Data excerpts:
-=-=-

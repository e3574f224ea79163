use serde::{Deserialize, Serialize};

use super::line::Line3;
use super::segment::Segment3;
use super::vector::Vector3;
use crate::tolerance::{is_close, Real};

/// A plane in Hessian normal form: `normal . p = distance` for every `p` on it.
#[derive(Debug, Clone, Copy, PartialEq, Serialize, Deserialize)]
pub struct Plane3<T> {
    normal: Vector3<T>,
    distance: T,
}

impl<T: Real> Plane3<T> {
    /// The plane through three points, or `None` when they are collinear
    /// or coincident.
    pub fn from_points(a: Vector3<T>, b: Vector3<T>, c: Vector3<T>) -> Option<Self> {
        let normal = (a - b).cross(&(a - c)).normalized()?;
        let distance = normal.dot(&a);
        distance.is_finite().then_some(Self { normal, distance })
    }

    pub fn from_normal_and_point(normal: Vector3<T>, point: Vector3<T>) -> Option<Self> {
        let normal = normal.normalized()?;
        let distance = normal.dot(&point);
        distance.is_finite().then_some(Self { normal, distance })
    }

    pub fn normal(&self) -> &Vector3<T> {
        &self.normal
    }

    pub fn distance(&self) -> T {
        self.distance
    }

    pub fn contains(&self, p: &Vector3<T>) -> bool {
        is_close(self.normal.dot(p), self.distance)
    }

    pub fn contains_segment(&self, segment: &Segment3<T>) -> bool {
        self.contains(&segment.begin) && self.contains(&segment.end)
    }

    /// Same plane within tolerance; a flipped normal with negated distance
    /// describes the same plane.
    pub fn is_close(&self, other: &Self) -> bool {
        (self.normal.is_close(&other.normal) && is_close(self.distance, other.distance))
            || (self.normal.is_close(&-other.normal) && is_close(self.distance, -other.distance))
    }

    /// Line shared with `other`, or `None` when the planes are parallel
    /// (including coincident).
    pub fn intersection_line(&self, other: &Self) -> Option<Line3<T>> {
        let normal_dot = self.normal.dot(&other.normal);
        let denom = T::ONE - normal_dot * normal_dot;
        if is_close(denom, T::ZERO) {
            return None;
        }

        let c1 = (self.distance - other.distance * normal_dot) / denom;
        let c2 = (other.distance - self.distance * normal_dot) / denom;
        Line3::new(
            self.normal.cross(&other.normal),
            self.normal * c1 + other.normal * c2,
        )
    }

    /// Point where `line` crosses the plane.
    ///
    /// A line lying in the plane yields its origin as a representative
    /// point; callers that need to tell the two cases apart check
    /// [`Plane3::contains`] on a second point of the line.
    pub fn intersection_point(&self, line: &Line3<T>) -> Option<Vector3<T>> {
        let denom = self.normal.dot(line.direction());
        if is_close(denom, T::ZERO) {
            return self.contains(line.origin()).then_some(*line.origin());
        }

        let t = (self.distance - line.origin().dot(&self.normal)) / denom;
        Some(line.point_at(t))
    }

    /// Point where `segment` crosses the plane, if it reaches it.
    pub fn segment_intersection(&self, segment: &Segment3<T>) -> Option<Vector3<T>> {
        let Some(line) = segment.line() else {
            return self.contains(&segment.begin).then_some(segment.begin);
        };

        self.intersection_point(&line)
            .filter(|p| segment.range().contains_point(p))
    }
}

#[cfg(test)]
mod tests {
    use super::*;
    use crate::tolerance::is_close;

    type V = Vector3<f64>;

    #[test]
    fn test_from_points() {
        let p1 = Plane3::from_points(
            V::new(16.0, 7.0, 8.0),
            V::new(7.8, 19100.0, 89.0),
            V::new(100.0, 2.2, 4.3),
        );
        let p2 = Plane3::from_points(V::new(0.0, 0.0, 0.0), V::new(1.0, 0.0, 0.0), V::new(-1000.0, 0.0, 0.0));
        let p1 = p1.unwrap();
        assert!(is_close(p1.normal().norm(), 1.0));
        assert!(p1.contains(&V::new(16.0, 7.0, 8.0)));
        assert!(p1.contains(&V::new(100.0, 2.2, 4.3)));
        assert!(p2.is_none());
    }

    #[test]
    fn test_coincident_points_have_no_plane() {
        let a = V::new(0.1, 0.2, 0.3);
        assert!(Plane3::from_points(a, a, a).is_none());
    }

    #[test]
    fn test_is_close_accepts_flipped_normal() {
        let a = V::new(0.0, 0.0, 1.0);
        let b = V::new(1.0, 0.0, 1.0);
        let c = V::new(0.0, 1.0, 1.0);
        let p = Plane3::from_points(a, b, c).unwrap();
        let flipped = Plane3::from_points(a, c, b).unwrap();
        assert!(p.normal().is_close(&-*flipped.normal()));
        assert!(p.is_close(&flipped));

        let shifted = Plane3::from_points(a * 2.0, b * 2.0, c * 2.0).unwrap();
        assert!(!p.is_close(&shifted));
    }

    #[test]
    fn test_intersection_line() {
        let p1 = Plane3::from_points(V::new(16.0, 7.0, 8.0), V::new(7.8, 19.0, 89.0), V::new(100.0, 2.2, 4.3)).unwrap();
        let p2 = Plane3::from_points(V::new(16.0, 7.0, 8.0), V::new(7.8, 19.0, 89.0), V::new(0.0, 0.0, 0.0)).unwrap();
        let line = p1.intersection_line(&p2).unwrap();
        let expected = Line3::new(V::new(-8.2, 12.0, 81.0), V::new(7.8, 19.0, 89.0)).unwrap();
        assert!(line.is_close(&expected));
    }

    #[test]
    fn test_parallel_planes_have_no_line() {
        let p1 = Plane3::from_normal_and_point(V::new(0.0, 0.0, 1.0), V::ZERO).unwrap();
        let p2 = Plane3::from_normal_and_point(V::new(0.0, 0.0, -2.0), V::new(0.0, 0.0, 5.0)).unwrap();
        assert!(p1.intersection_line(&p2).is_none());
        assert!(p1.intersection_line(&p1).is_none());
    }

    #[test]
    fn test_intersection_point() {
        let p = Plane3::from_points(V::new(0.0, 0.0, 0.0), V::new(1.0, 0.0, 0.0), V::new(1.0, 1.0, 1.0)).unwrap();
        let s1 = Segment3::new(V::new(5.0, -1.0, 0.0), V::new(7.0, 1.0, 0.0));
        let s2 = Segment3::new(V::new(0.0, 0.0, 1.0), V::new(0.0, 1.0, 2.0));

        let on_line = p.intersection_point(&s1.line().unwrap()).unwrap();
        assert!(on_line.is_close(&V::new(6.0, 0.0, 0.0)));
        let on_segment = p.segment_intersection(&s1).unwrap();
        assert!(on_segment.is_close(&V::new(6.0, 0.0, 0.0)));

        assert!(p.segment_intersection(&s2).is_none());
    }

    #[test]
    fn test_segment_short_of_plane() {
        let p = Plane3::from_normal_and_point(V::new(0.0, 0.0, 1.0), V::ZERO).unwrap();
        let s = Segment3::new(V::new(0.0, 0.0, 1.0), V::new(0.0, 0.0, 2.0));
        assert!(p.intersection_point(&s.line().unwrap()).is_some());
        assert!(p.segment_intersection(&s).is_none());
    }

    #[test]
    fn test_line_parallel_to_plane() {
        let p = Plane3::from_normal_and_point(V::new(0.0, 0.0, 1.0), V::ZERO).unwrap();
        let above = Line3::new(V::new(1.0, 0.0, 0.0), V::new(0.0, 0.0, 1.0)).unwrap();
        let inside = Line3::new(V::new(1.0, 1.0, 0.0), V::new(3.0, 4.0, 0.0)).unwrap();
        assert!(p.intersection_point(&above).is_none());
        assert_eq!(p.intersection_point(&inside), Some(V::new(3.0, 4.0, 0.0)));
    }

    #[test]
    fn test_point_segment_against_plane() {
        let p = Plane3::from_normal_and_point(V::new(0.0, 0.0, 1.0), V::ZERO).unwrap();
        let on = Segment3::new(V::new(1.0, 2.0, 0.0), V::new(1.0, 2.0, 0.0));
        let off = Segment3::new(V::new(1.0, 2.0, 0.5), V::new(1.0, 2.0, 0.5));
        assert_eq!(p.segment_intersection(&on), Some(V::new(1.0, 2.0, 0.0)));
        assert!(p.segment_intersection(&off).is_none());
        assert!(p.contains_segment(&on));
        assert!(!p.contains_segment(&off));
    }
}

-=-=-

-- Problem to work on --
Copy out every line of the data where the word "normalized" occurs.

-- Reply --
        let normal = (a - b).cross(&(a - c)).normalized()?;
        let normal = normal.normalized()?;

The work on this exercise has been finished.